Seven members of Congress, including six from the D.C. area, are asking the Justice Department to revisit the case of Bijan Ghaisar, the Virginia motorist who was shot and killed by the U.S. Park Police in 2017.
“Nearly five years after the fatal shooting of Bijan, it remains unclear to the Ghaisar family, to us, and to the broader community of the National Capital Region, how a traffic stop escalated to a fatal shooting,” said the letter, signed by seven Democratic members of Congress: Reps. Don Beyer, Jennifer Wexton and Gerry Connolly, all from Virginia, and Raul Grijalva, of Arizona; Del. Eleanor Holmes Norton, of D.C., and Sens. Mark Warner and Tim Kaine, of Virginia.
Ghaisar, of McLean, was shot and killed Nov. 17, 2017, after a brief chase on and off the George Washington Parkway.
In 2019, the FBI decided against federal charges against officers Lucas Vinyard and Alejandro Amaya.
The lawmakers ask Attorney General Merrick Garland to revisit the Ghaisar case for possible civil rights violations, and they say the Justice Department has new evidence in the case, uncovered in a civil suit Ghaisar’s family has filed in their son’s death.
Robert MacLean, who was chief of the Park Police at the time of the shooting, was asked in a 2020 deposition, “Did you see anything on the video that would constitute a felony that would justify pursuit?”
MacLean answered, “I did not.” He also confirmed the policy held that “fleeing or eluding the police shall not itself be a pursuable offense.”
Daniel Gohn, who was a Fairfax County police officer at the time and saw the shooting, also testified in 2020 that he didn’t see Ghaisar’s Jeep driving erratically, that it was only going slightly over the speed limit, and that at one point in the chase, Ghaisar stopped at a stop sign.
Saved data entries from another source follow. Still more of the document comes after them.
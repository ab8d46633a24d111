use std::sync::Arc;
use std::time::Duration;

use bench_common::BenchmarkRun;

use crate::common::{FailingChat, GatedChat, TestApp, TestOptions, routes};

#[tokio::test]
async fn summary_is_written_after_upload() {
    let chat = GatedChat::open("Smooth frame pacing on both runs.");
    let app = TestApp::spawn_with(TestOptions {
        chat: Some(chat.clone()),
        ..Default::default()
    })
    .await;
    let (_, session) = app.login_as("1001", "alice").await;

    let id = app.create_benchmark(&session, "Summarized").await;

    let summary = app.wait_for_summary(id).await;
    assert_eq!(summary, "Smooth frame pacing on both runs.");
    assert_eq!(chat.calls(), 1);

    let res = app.get(&routes::benchmark(id), None).await;
    assert_eq!(
        res.body["benchmark"]["ai_summary"],
        "Smooth frame pacing on both runs."
    );
    assert_eq!(res.body["ai_summary_in_progress"], false);
}

#[tokio::test]
async fn only_one_summary_runs_per_benchmark() {
    let chat = GatedChat::new("Done.");
    let app = TestApp::spawn_with(TestOptions {
        chat: Some(chat.clone()),
        ..Default::default()
    })
    .await;
    let (_, session) = app.login_as("1001", "alice").await;
    let id = app.create_benchmark(&session, "Gated").await;

    let res = app.get(&routes::benchmark(id), None).await;
    assert_eq!(res.body["ai_summary_in_progress"], true);

    let model = app.benchmark_row(id).await.unwrap();
    let runs = app.state.blobs.retrieve(model.id).await.unwrap();
    assert!(app.state.summarizer.summarize(&model, runs.into()).is_none());

    chat.release(1);
    app.wait_for_summary(id).await;
    assert_eq!(chat.calls(), 1);

    // The slot frees once the task finishes.
    let mut freed = false;
    for _ in 0..100 {
        if !app.state.summarizer.is_in_flight(model.id) {
            freed = true;
            break;
        }
        tokio::time::sleep(Duration::from_millis(20)).await;
    }
    assert!(freed);

    let runs = app.state.blobs.retrieve(model.id).await.unwrap();
    chat.release(1);
    let handle = app
        .state
        .summarizer
        .summarize(&model, runs.into())
        .expect("a new summary can start");
    handle.await.unwrap();
    assert_eq!(chat.calls(), 2);
}

#[tokio::test]
async fn summaries_for_different_benchmarks_run_concurrently() {
    let chat = GatedChat::new("Done.");
    let app = TestApp::spawn_with(TestOptions {
        chat: Some(chat.clone()),
        ..Default::default()
    })
    .await;
    let (_, session) = app.login_as("1001", "alice").await;

    let first = app.create_benchmark(&session, "First").await;
    let second = app.create_benchmark(&session, "Second").await;

    assert!(app.state.summarizer.is_in_flight(first as i32));
    assert!(app.state.summarizer.is_in_flight(second as i32));

    // Both requests reach the chat client before either is allowed to finish.
    let mut both_waiting = false;
    for _ in 0..100 {
        if chat.calls() == 2 {
            both_waiting = true;
            break;
        }
        tokio::time::sleep(Duration::from_millis(20)).await;
    }
    assert!(both_waiting, "only {} summary call(s) started", chat.calls());

    chat.release(2);
    assert_eq!(app.wait_for_summary(first).await, "Done.");
    assert_eq!(app.wait_for_summary(second).await, "Done.");
    assert_eq!(chat.calls(), 2);
}

#[tokio::test]
async fn failed_summary_leaves_the_benchmark_untouched() {
    let app = TestApp::spawn_with(TestOptions {
        chat: Some(Arc::new(FailingChat)),
        ..Default::default()
    })
    .await;
    let (_, session) = app.login_as("1001", "alice").await;
    let id = app.create_benchmark(&session, "Unlucky").await;

    let model = app.benchmark_row(id).await.unwrap();
    let runs = app.state.blobs.retrieve(model.id).await.unwrap();
    // Wait out the upload's own task, then run one to completion.
    for _ in 0..100 {
        if !app.state.summarizer.is_in_flight(model.id) {
            break;
        }
        tokio::time::sleep(Duration::from_millis(20)).await;
    }
    if let Some(handle) = app.state.summarizer.summarize(&model, runs.into()) {
        handle.await.unwrap();
    }

    let row = app.benchmark_row(id).await.unwrap();
    assert!(row.ai_summary.is_none());
    assert!(!app.state.summarizer.is_in_flight(model.id));

    let res = app.get(&routes::benchmark(id), None).await;
    assert_eq!(res.status, 200);
}

#[tokio::test]
async fn disabled_summarizer_never_starts() {
    let app = TestApp::spawn().await;
    let (_, session) = app.login_as("1001", "alice").await;
    let id = app.create_benchmark(&session, "Plain").await;

    assert!(!app.state.summarizer.is_enabled());
    let model = app.benchmark_row(id).await.unwrap();
    let no_runs: Arc<[BenchmarkRun]> = Arc::from(Vec::new());
    assert!(app.state.summarizer.summarize(&model, no_runs).is_none());
    assert!(model.ai_summary.is_none());
}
He also said one of the Park Police officers banged on the window of Ghaisar’s Jeep with their guns, and that he, Gohn, later told the FBI, “You don’t do that.”
Vinyard and Amaya were indicted on charges of involuntary manslaughter and reckless discharge of a firearm in 2020 by a Fairfax County grand jury, but a judge last October tossed out the charges, saying they were protected by the Supremacy Clause, which argues that federal officers cannot be prosecuted for state crimes they committed while carrying out their official duties, if the officer “reasonably thought” the actions were necessary and proper.
Virginia Attorney General Jason Miyares last month said he wouldn’t pursue prosecution of the two officers, saying they faced a “life-or-death situation.”
Evidence released last year shows that the officers knew that Ghaisar was unarmed, and that he wasn’t at fault in the fender-bender they had been originally called to investigate.
The officers that night believed that Ghaisar was under the influence after he failed to pull over and continued speeding, and when he did not acknowledge the officers when they pulled alongside him despite lights, sirens and verbal commands, documents say.
Park Police requested assistance from Fairfax County during the pursuit, and a county police officer recorded the chase on his dash camera, which was released in 2018.
While on Tulane Drive in the Belle Haven area, Amaya pulled alongside Ghaisar and got out of the patrol vehicle. With his gun drawn, he told Ghaisar to exit his vehicle. Documents showed Ghaisar put his hands over his face when the officers pulled up next to him. Amaya tried to open Ghaisar’s car door to arrest him but it was locked, so he ordered Ghaisar to unlock it.
But Ghaisar took off while Amaya’s hands were still on Ghaisar’s door, court documents said. That’s when a Fairfax County police officer asked for assistance from the police helicopter.
Vinyard then pulled Ghaisar over in a residential neighborhood off the GW Parkway. Amaya again got out of his vehicle with his gun drawn and yelling commands at Ghaisar, who put his hands over his face. When Amaya tried to open Ghaisar’s car door, Ghaisar again took off.
At the intersection of Fort Hunt Road and Alexandria Avenue, the officers again pulled Ghaisar over. Vinyard and Amaya exited the patrol car with guns drawn. Vinyard stood to the left of Ghaisar’s driver-side window, while Amaya was between the patrol car and Ghaisar’s Jeep. Both were shouting commands at Ghaisar.
The document said that Ghasar’s vehicle lurched forward toward Amaya. Fearing for his life, Amaya fired his gun through the windshield of Ghaisar’s car, which initially stopped but moved forward again. That’s when both officers fired at Ghaisar.
WTOP’s Abigail Constantino and Megan Cloherty contributed to this report.